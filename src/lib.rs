//! Dark Browser: core of a minimal tabbed web browser.
//!
//! The crate owns tab, session, download and settings state and talks to the
//! render engine and window through the traits in [`host`]. This library
//! crate exposes all modules for use by the binaries and integration tests.

pub mod app;
pub mod host;
pub mod logging;
pub mod managers;
pub mod platform;
pub mod rpc_handler;
pub mod services;
pub mod types;
pub mod ui;
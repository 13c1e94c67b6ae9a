// Dark Browser state managers
// Managers handle stateful operations: tabs, sessions, favorites and pins, downloads.

pub mod download_manager;
pub mod favorites_manager;
pub mod session_manager;
pub mod tab_manager;
fn setup() -> Fixture {
    let tmp = TempDir::new().unwrap();
    let settings = SettingsEngine::open_shared(Some(tmp.path().join("settings.json")));
    let outbox = EventOutbox::new();
    let mgr = TabManager::new(
        Box::new(BridgeEngine::new(outbox.clone())),
        Box::new(BridgeShell::new(outbox.clone(), GeometryCell::default())),
        settings.clone(),
    );
    Fixture { mgr, outbox, settings, _tmp: tmp }
}

fn events(outbox: &EventOutbox, name: &str) -> Vec<Value> {
    outbox.drain().into_iter().filter(|e| e["event"] == name).collect()
}

fn stored_session(settings: &SharedSettings) -> Option<SessionDescriptor> {
    SessionManager::new(settings.clone()).restore_session().unwrap()
}

fn web(url: &str, title: &str) -> SessionTab {
    SessionTab { kind: TabType::Web, url: Some(url.to_string()), title: title.to_string() }
}

fn panel(kind: TabType) -> SessionTab {
    SessionTab { kind, url: None, title: String::new() }
}

// ─── Creation ───

#[test]
fn test_create_web_tab_appends_and_activates() {
    let mut f = setup();
    let first = f.mgr.create_web_tab("https://a.com");
    let second = f.mgr.create_web_tab("https://b.com");
    assert_eq!((first, second), (0, 1));
    assert_eq!(f.mgr.active_index(), Some(1));

    let tab = f.mgr.tab(1).unwrap();
    assert_eq!(tab.kind, TabType::Web);
    assert_eq!(tab.title, "Loading...");
    assert_eq!(tab.url.as_deref(), Some("https://b.com"));
    assert_eq!(tab.load_state, Some(LoadState::Loading));
    assert!(tab.active);
}

#[test]
fn test_create_web_tab_loads_url_in_engine() {
    let mut f = setup();
    f.mgr.create_web_tab("https://a.com");
    let loads = events(&f.outbox, "view_load");
    assert_eq!(loads.len(), 1);
    assert_eq!(loads[0]["url"], "https://a.com");
}

#[test]
fn test_create_panel_tab_does_not_dedupe() {
    let mut f = setup();
    f.mgr.create_panel_tab(Panel::Settings);
    f.mgr.create_panel_tab(Panel::Settings);
    assert_eq!(f.mgr.tab_count(), 2);
    assert_eq!(f.mgr.tab(0).unwrap().title, "Settings");
    assert_eq!(f.mgr.tab(0).unwrap().url, None);
}

#[test]
fn test_panel_address_uses_internal_scheme() {
    let mut f = setup();
    f.mgr.create_panel_tab(Panel::Downloads);
    let addresses = events(&f.outbox, "address");
    assert_eq!(addresses.last().unwrap()["text"], "dark://downloads");
}

// ─── openUrl routing ───

#[test]
fn test_open_internal_url_dedupes_panel() {
    let mut f = setup();
    f.mgr.create_web_tab("https://a.com");
    f.mgr.open_url("dark://settings");
    f.mgr.create_web_tab("https://b.com");
    f.mgr.open_url("dark://settings");
    assert_eq!(f.mgr.tab_count(), 3);
    assert_eq!(f.mgr.active_index(), Some(1));
    assert_eq!(f.mgr.tab(1).unwrap().kind, TabType::Settings);
}

#[test]
fn test_open_internal_url_ignores_query() {
    let mut f = setup();
    f.mgr.open_url("dark://downloads?action=show&id=x");
    assert_eq!(f.mgr.tab_count(), 1);
    assert_eq!(f.mgr.tab(0).unwrap().kind, TabType::Downloads);
}

#[test]
fn test_open_unknown_panel_is_noop() {
    let mut f = setup();
    f.mgr.create_web_tab("https://a.com");
    f.mgr.open_url("dark://nowhere");
    assert_eq!(f.mgr.tab_count(), 1);
    assert_eq!(f.mgr.active_index(), Some(0));
}

#[test]
fn test_open_url_promotes_home_in_place() {
    let mut f = setup();
    f.mgr.create_panel_tab(Panel::Home);
    f.mgr.open_url("https://a.com");
    assert_eq!(f.mgr.tab_count(), 1);
    let tab = f.mgr.tab(0).unwrap();
    assert_eq!(tab.kind, TabType::Web);
    assert_eq!(tab.url.as_deref(), Some("https://a.com"));
    assert_eq!(f.mgr.active_index(), Some(0));
}

#[test]
fn test_open_url_from_settings_opens_new_tab() {
    let mut f = setup();
    f.mgr.create_panel_tab(Panel::Settings);
    f.mgr.open_url("https://a.com");
    assert_eq!(f.mgr.tab_count(), 2);
    assert_eq!(f.mgr.tab(0).unwrap().kind, TabType::Settings);
    assert_eq!(f.mgr.active_index(), Some(1));
}

#[test]
fn test_open_url_navigates_web_tab_in_place() {
    let mut f = setup();
    f.mgr.create_web_tab("https://a.com");
    f.outbox.drain();
    f.mgr.open_url("https://b.com");
    assert_eq!(f.mgr.tab_count(), 1);
    assert_eq!(f.mgr.tab(0).unwrap().url.as_deref(), Some("https://b.com"));

    let all = f.outbox.drain();
    assert!(all.iter().all(|e| e["event"] != "view_created"));
    assert!(all.iter().any(|e| e["event"] == "view_load" && e["url"] == "https://b.com"));
}

#[test]
fn test_open_url_without_tabs_creates_web_tab() {
    let mut f = setup();
    f.mgr.open_url("https://a.com");
    assert_eq!(f.mgr.tab_count(), 1);
    assert_eq!(f.mgr.tab(0).unwrap().kind, TabType::Web);
}

#[test]
fn test_navigate_input_searches_plain_text() {
    let mut f = setup();
    f.mgr.navigate_input("rust borrow");
    let url = f.mgr.tab(0).unwrap().url.unwrap();
    assert_eq!(url, "https://www.google.com/search?q=rust%20borrow");
}

#[test]
fn test_navigate_input_blank_is_ignored() {
    let mut f = setup();
    f.mgr.navigate_input("   ");
    assert_eq!(f.mgr.tab_count(), 0);
}

// ─── Closing ───

#[test]
fn test_close_tab_scenario() {
    let mut f = setup();
    f.mgr.create_panel_tab(Panel::Home);
    f.mgr.create_web_tab("https://a.com");
    f.mgr.create_web_tab("https://b.com");
    assert_eq!(f.mgr.active_index(), Some(2));

    f.mgr.close_tab(2);
    assert_eq!(f.mgr.tab_count(), 2);
    assert_eq!(f.mgr.active_index(), Some(1));

    f.mgr.close_tab(0);
    assert_eq!(f.mgr.active_index(), Some(0));
    assert_eq!(f.mgr.tab(0).unwrap().url.as_deref(), Some("https://a.com"));

    f.outbox.drain();
    f.mgr.close_tab(0);
    assert_eq!(f.mgr.tab_count(), 0);
    assert_eq!(f.mgr.active_index(), None);
    assert_eq!(events(&f.outbox, "close_window").len(), 1);
    assert!(stored_session(&f.settings).unwrap().tabs.is_empty());
}
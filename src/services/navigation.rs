//! Pure navigation logic: address-bar input resolution and internal-scheme parsing.

use url::Url;

use crate::types::settings::SearchEngine;
use crate::types::tab::Panel;

/// Pseudo-protocol addressing built-in panels, e.g. `dark://settings?action=get`.
pub const INTERNAL_SCHEME: &str = "dark";

/// A parsed `dark://panel?query` address.
#[derive(Debug, Clone, PartialEq, Eq)]
pub struct InternalUrl {
    pub panel_name: String,
    pub query: Vec<(String, String)>,
}

impl InternalUrl {
    /// The panel this address names, if it is a known one.
    pub fn panel(&self) -> Option<Panel> {
        Panel::from_name(&self.panel_name)
    }

    /// First value for `key` in the query string.
    pub fn param(&self, key: &str) -> Option<&str> {
        self.query
            .iter()
            .find(|(k, _)| k == key)
            .map(|(_, v)| v.as_str())
    }

    pub fn action(&self) -> Option<&str> {
        self.param("action").filter(|a| !a.is_empty())
    }
}

/// Returns true if `url` uses the internal scheme.
pub fn is_internal(url: &str) -> bool {
    url.trim()
        .split_once(':')
        .map(|(scheme, _)| scheme.eq_ignore_ascii_case(INTERNAL_SCHEME))
        .unwrap_or(false)
}

/// Parses an internal-scheme address. Accepts both `dark://name` and `dark:name`.
pub fn parse_internal(url: &str) -> Option<InternalUrl> {
    let trimmed = url.trim();
    let (scheme, rest) = trimmed.split_once(':')?;
    if !scheme.eq_ignore_ascii_case(INTERNAL_SCHEME) {
        return None;
    }

    let rest = rest.trim_start_matches('/');
    let (target, query) = match rest.split_once('?') {
        Some((target, query)) => (target, query),
        None => (rest, ""),
    };
    let panel_name = target.trim_end_matches('/').to_lowercase();

    let query = url::form_urlencoded::parse(query.as_bytes())
        .map(|(k, v)| (k.into_owned(), v.into_owned()))
        .collect();

    Some(InternalUrl { panel_name, query })
}

/// Turns address-bar text into a navigable URL.
///
/// Full URLs and internal addresses pass through, bare hosts get a scheme,
/// anything else becomes a search on the configured engine. Blank input
/// yields `None`.
pub fn resolve_input(input: &str, engine: SearchEngine) -> Option<String> {
    let trimmed = input.trim();
    if trimmed.is_empty() {
        return None;
    }

    if is_internal(trimmed) {
        return Some(trimmed.to_string());
    }

    let has_scheme_separator = trimmed.contains("://");
    let is_localhost = trimmed.starts_with("localhost") || trimmed.starts_with("127.0.0.1");
    let is_ip = trimmed.parse::<std::net::IpAddr>().is_ok();
    if (is_localhost || is_ip) && !has_scheme_separator {
        return Some(format!("http://{}", trimmed));
    }

    if let Ok(u) = Url::parse(trimmed) {
        let scheme = u.scheme();
        let known = matches!(scheme, "http" | "https" | "file" | "about" | "data");
        let needs_host = scheme == "http" || scheme == "https";
        if known && (u.has_host() || !needs_host) {
            return Some(trimmed.to_string());
        }
    }

    if !trimmed.contains(' ') && trimmed.contains('.') && !trimmed.ends_with('.') {
        let candidate = format!("https://{}", trimmed);
        if let Ok(u) = Url::parse(&candidate) {
            if u.host().is_some() {
                return Some(candidate);
            }
        }
    }

    Some(engine.query_url(trimmed))
}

****

*YOUR OBJECTIVE*
Where a line in the entries holds the word "SearchEngine", copy that line.

*ANSWER BOX*
use crate::types::settings::SearchEngine;
pub fn resolve_input(input: &str, engine: SearchEngine) -> Option<String> {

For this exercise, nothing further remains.